I have no words. But I need to rant. One last time. Then, I promise I'll quit complaining. I had high hopes for a change. I left my doctor's office last Tuesday in high spirits. Hopeful that the fact that my blood tests came back lower than ever meant there was an actual, tangible, scientific reason for me feeling so lousy all the time. And hopeful that the fact that my doctor acknowledged this, and prescribed a stronger dose of my medicine would help eliminate that feeling.
Today, I am without hope. I am questioning. Is this to be my life now? Is this what I will suffer with day in and day out for years to come? I can't accept it. I am not my body. But, I am a prisoner of it, just the same. I can't be me inside this body. I haven't gone for a long, lift-my-spirits, therapeutic run in weeks. I don't have the energy. I find myself moping. Doing the bare minimum just to get by. I give myself little tasks, trying to motivate myself. Things like getting the laundry done, vacuuming the family room, weeding the front yard, taking my kids to the pool. These things exhaust me. I discover I have a rapidly growing list of things lift half finished or undone.
Today, I should be cleaning, packing, getting ready to leave for our family camp out tomorrow. Two days ago, I was excited. Normally, I love camping. Today, I dread it. How can I go do things I used to love, when all I want to do is crawl into a cave and hibernate for the eternities?
I look inside my mind and discover morbid thoughts. I discover myself having envy for people with terminal diseases. People with cancer. People who can see an end to their misery, and can therefore look forward to death.
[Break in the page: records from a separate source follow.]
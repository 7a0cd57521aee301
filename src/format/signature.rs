//! Format specifications and signatures (spec.md §3.7, §4.3).
//!
//! Grounded on `dfvfs/analyzer/specification.py`: a `Specification` is an
//! identifier plus one or more `Signature`s, each a literal byte pattern
//! with an optional offset. Positive offsets count from the start,
//! negative from the end, `None` means "anywhere in the scan window".

/// A literal byte-string signature with an offset constraint.
#[derive(Debug, Clone)]
pub struct Signature {
    pub pattern: Vec<u8>,
    pub offset: Option<i64>,
    /// Assigned by `SpecificationStore::add_specification` as
    /// `"<format_id>:<n>"`, where `n` is the store-wide signature index.
    pub identifier: Option<String>,
}

impl Signature {
    pub fn new(pattern: impl Into<Vec<u8>>, offset: Option<i64>) -> Self {
        Signature { pattern: pattern.into(), offset, identifier: None }
    }
}

/// A named format with one or more signatures.
#[derive(Debug, Clone)]
pub struct Specification {
    pub identifier: String,
    pub signatures: Vec<Signature>,
}

impl Specification {
    pub fn new(identifier: impl Into<String>) -> Self {
        Specification { identifier: identifier.into(), signatures: Vec::new() }
    }

    pub fn with_signature(mut self, pattern: impl Into<Vec<u8>>, offset: Option<i64>) -> Self {
        self.signatures.push(Signature::new(pattern, offset));
        self
    }

    /// True when every signature of this spec has an explicit offset —
    /// the condition under which the offset-bound scanner (spec.md
    /// §4.3) may be used for it.
    pub fn is_offset_bound(&self) -> bool {
        !self.signatures.is_empty() && self.signatures.iter().all(|sig| sig.offset.is_some())
    }
}
//! Read-only, layered access to forensic storage artifacts (disk
//! images, partitions, volume managers, encrypted containers,
//! compressed streams, archives) as a single virtual file system.
//!
//! A caller builds a [`path::PathSpec`] chain describing where the
//! bytes they want actually live — "the TAR member at `/etc/passwd`
//! inside the GZIP stream inside partition 2 of this raw disk image" —
//! and resolves it through a [`resolver::Resolver`] to a
//! [`io::FileLikeObject`] or [`vfs::FileEntry`], without caring how many
//! layers of nesting separate the two. [`analyzer::Analyzer`] recovers
//! the type indicator for an unlabeled stream by matching it against
//! registered [`format::Signature`]s, so a path spec chain can be built
//! up automatically from raw bytes rather than hand-constructed.
//!
//! Every format driver under [`drivers`] implements the same
//! [`resolver::Helper`] contract, which is what lets the layers above
//! this module — the resolver, the analyzer, the VFS tree walkers —
//! stay entirely format agnostic.

pub mod analyzer;
pub mod config;
pub mod credentials;
pub mod definitions;
pub mod drivers;
pub mod error;
pub mod format;
pub mod io;
pub mod path;
pub mod resolver;
pub mod vfs;

pub use analyzer::Analyzer;
pub use definitions::{FormatCategory, TypeIndicator};
pub use drivers::register_default_helpers;
pub use error::{Error, Result};
pub use path::PathSpec;
pub use resolver::{Context, Resolver};

/// Builds a [`Resolver`] with every format driver this crate ships
/// already registered (spec.md §5's default resolver configuration),
/// the equivalent of `dfvfs.resolver.Resolver` being ready to use as
/// soon as its module is imported.
pub fn default_resolver() -> Resolver {
    let resolver = Resolver::new();
    register_default_helpers(&resolver);
    resolver
}

#[cfg(test)]
mod tests {
    use super::*;
    use crate::definitions::TypeIndicator;

    #[test]
    fn default_resolver_reads_a_plain_os_file() {
        let dir = tempfile::tempdir().unwrap();
        let file_path = dir.path().join("leaf.txt");
        std::fs::write(&file_path, b"hello forensic world").unwrap();

        let resolver = default_resolver();
        let context = Context::new();
        let path_spec = PathSpec::new(TypeIndicator::Os, None, [("location", file_path.to_string_lossy().into_owned().into())]).unwrap();

        let object = resolver.open_file_object(&path_spec, &context).unwrap();
        let data = object.lock().unwrap().read_to_end().unwrap();
        assert_eq!(data, b"hello forensic world");
    }
}
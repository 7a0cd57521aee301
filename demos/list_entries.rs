//! Lists the entries of a forensic storage artifact, auto-detecting one
//! layer of nested format (a partition table, an archive, a compressed
//! or encrypted stream) on top of the raw OS file.
//!
//! This is a demo, not the crate's general-purpose source scanner: it
//! only unwraps a single outer layer. A real investigative tool would
//! repeat the detect-and-wrap step until nothing new is identified
//! (`dfvfs`'s `source_scanner.py` does exactly that); kept to one layer
//! here to keep the example readable.

use std::path::PathBuf;
use std::sync::Arc;

use clap::Parser;

use vrs::analyzer::Analyzer;
use vrs::credentials::Credential;
use vrs::definitions::TypeIndicator;
use vrs::path::PathSpec;
use vrs::resolver::Context;
use vrs::vfs::FileEntry;
use vrs::{default_resolver, Error};

#[derive(Parser)]
#[command(about = "List the entries of a forensic storage artifact")]
struct Args {
    /// Path to the artifact on the host file system.
    source: PathBuf,

    /// Password to try if the artifact turns out to be a BDE/LUKSDE
    /// encrypted volume.
    #[arg(long)]
    password: Option<String>,
}

fn print_tree(entry: &Arc<dyn FileEntry>, depth: usize) -> Result<(), Error> {
    let indent = "  ".repeat(depth);
    let stat = entry.stat()?;
    let label = if entry.name().is_empty() { "/".to_string() } else { entry.name() };
    println!("{indent}{label} ({} bytes)", stat.size);
    for child in entry.sub_file_entries()? {
        print_tree(&child, depth + 1)?;
    }
    Ok(())
}

fn main() -> Result<(), Error> {
    tracing_subscriber::fmt::init();
    let args = Args::parse();

    let resolver = default_resolver();
    let analyzer = Analyzer::with_defaults();
    let context = Context::new();

    let os_spec = PathSpec::new(TypeIndicator::Os, None, [("location", args.source.to_string_lossy().into_owned().into())])?;

    let detected = {
        let object = resolver.open_file_object(&os_spec, &context)?;
        let mut guard = object.lock().unwrap();
        analyzer.analyze(&mut *guard)?
    };

    let path_spec = match detected.into_iter().next() {
        Some(type_indicator) => {
            let wrapped = PathSpec::new(type_indicator, Some(os_spec), [])?;
            if matches!(type_indicator, TypeIndicator::Bde | TypeIndicator::Luksde) {
                if let Some(password) = &args.password {
                    resolver.key_chain.set_credential(&wrapped, "password", Credential::Password(password.clone()));
                }
            }
            wrapped
        }
        None => os_spec,
    };

    match resolver.open_file_system(&path_spec, &context) {
        Ok(file_system) => {
            let root = file_system.lock().unwrap().root_file_entry()?;
            print_tree(&root, 0)?;
        }
        Err(_) => {
            let object = resolver.open_file_object(&path_spec, &context)?;
            let size = object.lock().unwrap().size()?;
            println!("{} ({size} bytes, single stream)", path_spec.type_indicator());
        }
    }

    Ok(())
}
My sickness is not that serious. Nor is it terminal. But it is changing my life. So, as I see it, my life as it were, as it was, is over. And I don't know how to begin again, living as a different me, inside a limited body. I mourn my old self. I mourn the mother I used to be...could have been. I mourn the loss of the children I will never bear. I mourn the loss of my fertility. I mourn the wife I was....and pity my family, my husband, for what they put up with everyday. I mourn the friend I used to be. The sister and daughter I was. I am not that person anymore.
I am living in a fog...and all I can see is me, whithering away into nothing.